[MATERIAL FOR THIS TASK Boundary: Start]
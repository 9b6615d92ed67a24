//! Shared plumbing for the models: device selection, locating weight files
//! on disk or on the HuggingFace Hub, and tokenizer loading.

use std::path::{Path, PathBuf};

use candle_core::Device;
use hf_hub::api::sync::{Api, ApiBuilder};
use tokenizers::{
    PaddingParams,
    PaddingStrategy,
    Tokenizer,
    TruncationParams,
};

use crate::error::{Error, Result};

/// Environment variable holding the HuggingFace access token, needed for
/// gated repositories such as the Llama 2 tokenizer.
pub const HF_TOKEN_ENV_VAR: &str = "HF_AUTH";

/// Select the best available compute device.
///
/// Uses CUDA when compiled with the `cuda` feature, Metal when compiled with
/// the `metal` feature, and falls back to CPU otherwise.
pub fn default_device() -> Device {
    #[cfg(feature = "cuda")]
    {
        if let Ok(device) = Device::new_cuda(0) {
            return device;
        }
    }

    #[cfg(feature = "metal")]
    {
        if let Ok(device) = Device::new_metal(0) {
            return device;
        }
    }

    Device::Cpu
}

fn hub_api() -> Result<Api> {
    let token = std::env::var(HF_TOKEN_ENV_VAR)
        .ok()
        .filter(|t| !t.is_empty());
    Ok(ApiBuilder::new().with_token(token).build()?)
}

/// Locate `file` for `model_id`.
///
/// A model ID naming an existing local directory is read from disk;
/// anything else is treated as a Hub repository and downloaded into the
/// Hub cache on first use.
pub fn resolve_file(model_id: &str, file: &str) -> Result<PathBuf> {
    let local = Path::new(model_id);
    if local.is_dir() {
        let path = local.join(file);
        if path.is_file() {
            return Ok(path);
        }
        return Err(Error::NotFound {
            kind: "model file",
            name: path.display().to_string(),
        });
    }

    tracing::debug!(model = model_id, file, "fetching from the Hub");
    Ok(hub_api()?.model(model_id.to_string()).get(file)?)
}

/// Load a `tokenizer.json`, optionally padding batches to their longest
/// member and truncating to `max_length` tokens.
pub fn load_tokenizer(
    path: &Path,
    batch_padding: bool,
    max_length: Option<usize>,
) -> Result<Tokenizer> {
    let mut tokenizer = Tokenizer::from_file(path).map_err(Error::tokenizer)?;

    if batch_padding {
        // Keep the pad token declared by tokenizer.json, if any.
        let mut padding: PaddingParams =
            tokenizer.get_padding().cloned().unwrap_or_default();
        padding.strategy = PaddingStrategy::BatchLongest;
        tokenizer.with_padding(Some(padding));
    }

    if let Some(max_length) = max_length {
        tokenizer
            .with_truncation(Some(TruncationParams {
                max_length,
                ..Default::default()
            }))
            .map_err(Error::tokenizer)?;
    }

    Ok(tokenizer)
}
[MATERIAL FOR THIS TASK Boundary: End]
TASK DETAILS = The response should reproduce every entry above exactly.

TASK RESPONSE =
repository 9b6615d92ed67a24
//! Shared plumbing for the models: device selection, locating weight files
//! on disk or on the HuggingFace Hub, and tokenizer loading.

use std::path::{Path, PathBuf};

use candle_core::Device;
use hf_hub::api::sync::{Api, ApiBuilder};
use tokenizers::{
    PaddingParams,
    PaddingStrategy,
    Tokenizer,
    TruncationParams,
};

use crate::error::{Error, Result};

/// Environment variable holding the HuggingFace access token, needed for
/// gated repositories such as the Llama 2 tokenizer.
pub const HF_TOKEN_ENV_VAR: &str = "HF_AUTH";

/// Select the best available compute device.
///
/// Uses CUDA when compiled with the `cuda` feature, Metal when compiled with
/// the `metal` feature, and falls back to CPU otherwise.
pub fn default_device() -> Device {
    #[cfg(feature = "cuda")]
    {
        if let Ok(device) = Device::new_cuda(0) {
            return device;
        }
    }

    #[cfg(feature = "metal")]
    {
        if let Ok(device) = Device::new_metal(0) {
            return device;
        }
    }

    Device::Cpu
}

fn hub_api() -> Result<Api> {
    let token = std::env::var(HF_TOKEN_ENV_VAR)
        .ok()
        .filter(|t| !t.is_empty());
    Ok(ApiBuilder::new().with_token(token).build()?)
}

/// Locate `file` for `model_id`.
///
/// A model ID naming an existing local directory is read from disk;
/// anything else is treated as a Hub repository and downloaded into the
/// Hub cache on first use.
pub fn resolve_file(model_id: &str, file: &str) -> Result<PathBuf> {
    let local = Path::new(model_id);
    if local.is_dir() {
        let path = local.join(file);
        if path.is_file() {
            return Ok(path);
        }
        return Err(Error::NotFound {
            kind: "model file",
            name: path.display().to_string(),
        });
    }

    tracing::debug!(model = model_id, file, "fetching from the Hub");
    Ok(hub_api()?.model(model_id.to_string()).get(file)?)
}

/// Load a `tokenizer.json`, optionally padding batches to their longest
/// member and truncating to `max_length` tokens.
pub fn load_tokenizer(
    path: &Path,
    batch_padding: bool,
    max_length: Option<usize>,
) -> Result<Tokenizer> {
    let mut tokenizer = Tokenizer::from_file(path).map_err(Error::tokenizer)?;

    if batch_padding {
        // Keep the pad token declared by tokenizer.json, if any.
        let mut padding: PaddingParams =
            tokenizer.get_padding().cloned().unwrap_or_default();
        padding.strategy = PaddingStrategy::BatchLongest;
        tokenizer.with_padding(Some(padding));
    }

    if let Some(max_length) = max_length {
        tokenizer
            .with_truncation(Some(TruncationParams {
                max_length,
                ..Default::default()
            }))
            .map_err(Error::tokenizer)?;
    }

    Ok(tokenizer)
}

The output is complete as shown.